Green gold: bamboo is a winner when it comes to land restoration

bamboo forest

Beijing, China – Land degradation is a serious threat to the stability of communities and nations, and to peace and security throughout the international community. Land degradation neutrality (LDN), which is SDG Target 15.3 of SDG 15 Life on Land, is both an integrator and an accelerator of the other SDGs. Countries that implement the LDN targets stand the best chance of, at once, achieving the other SGDs and breaking from the past unsustainable development paths. 

Stressing the need to approach land degradation, climate action and sustainable development holistically. Dr. Pradeep Monga, Deputy Executive Secretary of UNCCD, recently spoke to the International Bamboo and Rattan Organization (INBAR) about the landscape approaches in agriculture. He emphasized that one of the biggest global challenge today s is to address the economic, social and ecological aspects of land restoration simultaneously, providing sustainable jobs and income generation while protecting ecosystems. 
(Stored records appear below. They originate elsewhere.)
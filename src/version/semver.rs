use semver::Version;

/// Parse a version string into a semver::Version, normalizing partial versions.
///
/// Handles partial versions like "1" or "1.2" by padding with zeros.
/// A leading `v` or `=` is accepted, as npm does for exact versions.
///
/// Examples:
/// - "1" -> Version(1, 0, 0)
/// - "1.2" -> Version(1, 2, 0)
/// - "v1.2.3" -> Version(1, 2, 3)
pub fn parse_version(version: &str) -> Option<Version> {
    let version = version
        .trim()
        .trim_start_matches('=')
        .trim_start_matches('v');
    let parts: Vec<&str> = version.split('.').collect();
    let normalized = match parts.len() {
        1 => format!("{}.0.0", parts[0]),
        2 => format!("{}.{}.0", parts[0], parts[1]),
        _ => version.to_string(),
    };
    Version::parse(&normalized).ok()
}

/// Operator prefix of a declared range (`^`, `~`, `>=`, ...), empty for exact versions
pub fn range_prefix(version: &str) -> &str {
    const PREFIXES: [&str; 8] = [">=", "<=", ">", "<", "=", "^", "~", "v"];

    PREFIXES
        .iter()
        .find(|p| version.starts_with(**p))
        .copied()
        .unwrap_or("")
}

/// Whether the version string carries prerelease identifiers
pub fn is_prerelease(version: &str) -> bool {
    parse_version(version).is_some_and(|v| !v.pre.is_empty())
}

/// Semantic equality, tolerant of `v` prefixes and partial versions
pub fn versions_equal(a: &str, b: &str) -> bool {
    match (parse_version(a), parse_version(b)) {
        (Some(a), Some(b)) => a == b,
        _ => a == b,
    }
}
Recent INBAR report shows that bamboo planting can provide an attractive option for land restoration, having shown positive environmental and socio-economic effects in several countries. With its long root systems, ability to grow on degraded soils and steep slopes, and extremely fast growth, bamboo can quickly revegetate even the most damaged landscapes – for example, former brickmaking sites in India and degraded mining areas in Ghana.

Along with environmental benefits, planting bamboo can benefit local communities by bringing tourists, generating income and creating thousands of jobs. All this makes bamboo planting a strong choice for reaching a range of sustainable development objectives, such as poverty alleviation, climate change mitigation, land restoration, earthquake-resilient construction and low-carbon product creation.